Rosa Corvan was 18 1/2 years old when she married. On Monday, September 27, 1869, at Bridgewater, Loddon district, Victoria, she married 33 year old Robert Brown,a miner from County Durham, England.
We know that Rosa's father Anthony wasn't on the scene at this time,because he was in New Zealand.The fact that Rosa had a legal guardian who had to approve of her underage marriage reveals that her mother Mary was also absent-either dead or living elsewhere. Her guardian was Thomas John Mathewson, the husband of Rosa's eldest sister, Ellen Annette Mary Corvan.John and Ellen had married at nearby Inglewood in 1867, and by 1869 were residing on a property at Powlett Plains, Inglewood.
If Rosa had been living in a Melbourne orphanage in 1867, she may have been released into the guardianship of the Mathewsons..in September of 1867 when Ellen married, Rosa would have been sixteen years old.
The same couple who had signed Ellen's marriage certificate as witnesses also signed Rosa's...Inglewood farmer Henry Lawrence Jenkins and his wife Susan Jenkins.
Rosa stated that she was residing in Bridgewater but her usual residence was Huntly, and no occupation was given.Her parents were given as Anthony Edward Corvan, commercial traveller, and Mary Healy.
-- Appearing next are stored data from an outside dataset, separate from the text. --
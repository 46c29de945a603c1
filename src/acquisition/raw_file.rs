//! Append-only raw epoch stream.
//!
//! The file is a plain sequence of records, one per epoch, each holding
//! `num_channels * epoch_samples` little-endian `f32` values in channel-major
//! order (all samples of channel 0, then channel 1, ...). There is no header:
//! the epoch count is `file_size / record_bytes`.

use crate::error::{Error, Result};
use std::fs::{File, OpenOptions};
use std::io::{self, BufReader, BufWriter, Read, Seek, SeekFrom, Write};
use std::path::Path;

const SAMPLE_BYTES: u64 = 4;
const WRITE_BUFFER_BYTES: usize = 1 << 16;

pub fn record_bytes(num_channels: usize, epoch_samples: usize) -> u64 {
    (num_channels * epoch_samples) as u64 * SAMPLE_BYTES
}

/// Number of whole records in an existing stream.
pub fn count_records<P: AsRef<Path>>(path: P, num_channels: usize, epoch_samples: usize) -> Result<usize> {
    let record = record_bytes(num_channels, epoch_samples);
    if record == 0 {
        return Err(Error::Configuration("empty epoch record".into()));
    }
    let size = std::fs::metadata(path.as_ref())?.len();
    if size % record != 0 {
        return Err(Error::DataConsistency(format!(
            "{} is {} bytes, not a multiple of the {} byte epoch record",
            path.as_ref().display(),
            size,
            record
        )));
    }
    Ok((size / record) as usize)
}

// ---- Writer ----

pub struct RawEpochWriter {
    writer: BufWriter<File>,
    record_len: usize,
    records_written: usize,
}

impl RawEpochWriter {
    /// Opens a fresh stream, truncating any previous content.
    pub fn create<P: AsRef<Path>>(path: P, num_channels: usize, epoch_samples: usize) -> Result<Self> {
        let file = File::create(path)?;
        Ok(Self {
            writer: BufWriter::with_capacity(WRITE_BUFFER_BYTES, file),
            record_len: num_channels * epoch_samples,
            records_written: 0,
        })
    }

    /// Reopens an existing stream positioned at its end.
    pub fn append<P: AsRef<Path>>(path: P, num_channels: usize, epoch_samples: usize) -> Result<Self> {
        let existing = count_records(path.as_ref(), num_channels, epoch_samples)?;
        let file = OpenOptions::new().append(true).open(path)?;
        Ok(Self {
            writer: BufWriter::with_capacity(WRITE_BUFFER_BYTES, file),
            record_len: num_channels * epoch_samples,
            records_written: existing,
        })
    }

    /// Writes one full epoch record. Does not allocate.
    pub fn write_record(&mut self, samples: &[f32]) -> io::Result<()> {
        if samples.len() != self.record_len {
            return Err(io::Error::new(
                io::ErrorKind::InvalidInput,
                "epoch record has the wrong length",
            ));
        }
        for sample in samples {
            self.writer.write_all(&sample.to_le_bytes())?;
        }
        self.records_written += 1;
        Ok(())
    }

    /// Total records in the stream, including those present before an append.
    pub fn records_written(&self) -> usize {
        self.records_written
    }

    pub fn flush(&mut self) -> io::Result<()> {
        self.writer.flush()?;
        self.writer.get_ref().sync_data()
    }
}

// ---- Reader ----

pub struct RawEpochReader {
    reader: BufReader<File>,
    record_len: usize,
    num_records: usize,
    bytes: Vec<u8>,
}

impl RawEpochReader {
    pub fn open<P: AsRef<Path>>(path: P, num_channels: usize, epoch_samples: usize) -> Result<Self> {
        let num_records = count_records(path.as_ref(), num_channels, epoch_samples)?;
        let file = File::open(path)?;
        let record_len = num_channels * epoch_samples;
        Ok(Self {
            reader: BufReader::new(file),
            record_len,
            num_records,
            bytes: vec![0u8; record_len * SAMPLE_BYTES as usize],
        })
    }

    pub fn num_records(&self) -> usize {
        self.num_records
    }

    /// Reads the next record, `None` at end of stream.
    pub fn read_record(&mut self) -> Result<Option<Vec<f32>>> {
        match self.reader.read_exact(&mut self.bytes) {
            Ok(()) => {}
            Err(e) if e.kind() == io::ErrorKind::UnexpectedEof => return Ok(None),
            Err(e) => return Err(e.into()),
        }
        let mut samples = Vec::with_capacity(self.record_len);
        samples.extend(
            self.bytes
                .chunks_exact(SAMPLE_BYTES as usize)
                .map(|b| f32::from_le_bytes([b[0], b[1], b[2], b[3]])),
        );
        Ok(Some(samples))
    }

    /// Reads record `index` regardless of the current position.
    pub fn read_record_at(&mut self, index: usize) -> Result<Vec<f32>> {
        if index >= self.num_records {
            return Err(Error::EpochNotFound(index));
        }
        let offset = index as u64 * self.record_len as u64 * SAMPLE_BYTES;
        self.reader.seek(SeekFrom::Start(offset))?;
        self.read_record()?.ok_or(Error::EpochNotFound(index))
    }
}

#[cfg(test)]
mod tests {
    use super::*;
    use std::path::PathBuf;

    fn temp_path(name: &str) -> PathBuf {
        std::env::temp_dir().join(format!("spike_epochs_raw_{}_{}.bin", name, std::process::id()))
    }

    #[test]
    fn write_then_read_is_bit_exact() {
        let path = temp_path("exact");
        let records = vec![
            vec![0.1f32, -0.25, f32::MIN_POSITIVE, 3.5, 1e-7, -2.0],
            vec![7.0f32, 6.0, 5.0, 4.0, 3.0, 2.0],
        ];
        let mut writer = RawEpochWriter::create(&path, 2, 3).unwrap();
        for record in &records {
            writer.write_record(record).unwrap();
        }
        writer.flush().unwrap();
        drop(writer);

        let mut reader = RawEpochReader::open(&path, 2, 3).unwrap();
        assert_eq!(reader.num_records(), 2);
        for record in &records {
            let read = reader.read_record().unwrap().unwrap();
            let bits: Vec<u32> = read.iter().map(|s| s.to_bits()).collect();
            let expected: Vec<u32> = record.iter().map(|s| s.to_bits()).collect();
            assert_eq!(bits, expected);
        }
        assert!(reader.read_record().unwrap().is_none());

        assert_eq!(reader.read_record_at(0).unwrap(), records[0]);
        assert!(matches!(reader.read_record_at(2), Err(Error::EpochNotFound(2))));
        std::fs::remove_file(&path).ok();
    }

    #[test]
    fn append_continues_after_existing_records() {
        let path = temp_path("append");
        let mut writer = RawEpochWriter::create(&path, 1, 4).unwrap();
        writer.write_record(&[1.0; 4]).unwrap();
        writer.flush().unwrap();
        drop(writer);

        let mut writer = RawEpochWriter::append(&path, 1, 4).unwrap();
        assert_eq!(writer.records_written(), 1);
        writer.write_record(&[2.0; 4]).unwrap();
        writer.flush().unwrap();
        assert_eq!(writer.records_written(), 2);
        drop(writer);

        assert_eq!(count_records(&path, 1, 4).unwrap(), 2);
        std::fs::remove_file(&path).ok();
    }

    #[test]
    fn partial_record_is_a_consistency_error() {
        let path = temp_path("partial");
        std::fs::write(&path, [0u8; 10]).unwrap();
        assert!(matches!(
            count_records(&path, 1, 2),
            Err(Error::DataConsistency(_))
        ));
        std::fs::remove_file(&path).ok();
    }

    #[test]
    fn wrong_record_length_is_rejected() {
        let path = temp_path("len");
        let mut writer = RawEpochWriter::create(&path, 2, 2).unwrap();
        assert!(writer.write_record(&[0.0; 3]).is_err());
        assert_eq!(writer.records_written(), 0);
        std::fs::remove_file(&path).ok();
    }
}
Robert Brown was born on August 3, 1836, and baptised at West Rainton, Durham, on March 20, 1837, five months after the marriage of his parents John Brown and Penelope Gray.
Rosa's first child was a daughter named Penelope after her paternal grandmother, Penelope Gray Brown.She was born in Whitfield, Victoria, in February 1871. Whitfield is located 245 km north-east of Melbourne, 60 km north-east of Mansfield and 50 km south of Wangaratta.
My great-grandfather, John George Brown, followed on October 24, 1873. He was born at Bagshot, near Huntly.Nine children were born by Rosa over a period of twenty two years...she was twenty years old when she delivered her first child Penelope, and forty two when her ninth and final child, Eileen May, was born.
Rosa spent all of her married life around the goldfields area of Victoria...the Bagshot, Huntly and Kamarooka districts, where her husband Robert worked as a miner or labourer. Their children were as follows:
Penelope Brown: born 1871.
John George "Jack" Brown: born October 24, 1873, Bagshot.
Anthony Edward Corvan Brown:born 1875, Huntly district.
Robert Henry Brown: born 1878, Huntly district.
Margaret Ellen Brown: born 1882, Kamarooka.
Sarah Jane Brown: born 1885, Kamarooka.
Mary Ann Brown: born 1887, Kamarooka.
Ralph Brown: born 1890, Kamarooka.
Eileen May Brown: Born 1893, Kamarooka.
On October 29, 1894,at Kamarooka, 59 year old Robert Brown suddenly dropped dead of heart disease, leaving Rosa a widow with nine children aged between 23 and 1 year old. Rosa herself was 43 years old, and she managed to keep her family together without remarrying.
Her life was not yet done with tragedy, however...in 1899, her youngest son Ralph Brown, died of tubercular meningitis at the age of eight years.He died in the Bendigo Hospital on October 10, 1899, and was buried in the Raywood Cemetery in grave number 267, the same as his father.
The same disease claimed the life of Rosa's youngest child, Eileen May Brown, on July 11, 1909.She also died in the Bendigo Hospital, aged 16, and joined her father and brother in the Raywood Cemetery.
Rosa was still living at Kamarooka at this stage of her life. The Electoral Roll of 1909 shows "Rosa Constance Corvan, Kamarooka, home duties." She is also at Kamarooka in 1914. I can't find her in the 1919 electoral roll, but she appears for the last time in 1925:
"Rosa Constance Brown, 227 Moray Street, South Melbourne.Home duties."
Rosa Constance Corvan Brown died just one month after her eightieth birthday, on February 22, 1931. Her cause of death was given as "Chronic bronchial asthma, senility", and she was buried in the Boroondara Cemetery at Kew on February 23, 1931.
Many years ago I exchanged letters with a lovely lady named Beryl Barnett, who was the daughter of Rosa Corvan's daughter Margaret Ellen Brown. Beryl actually remembered Rosa, and described her as follows:
"She was a very kind but firey lady, very tiny( hence the name "little Grandma" which we all called her), who always wore button-up boots."
I hope Rosa found happiness in her later years, as I very much suspect that her younger life left much to be desired.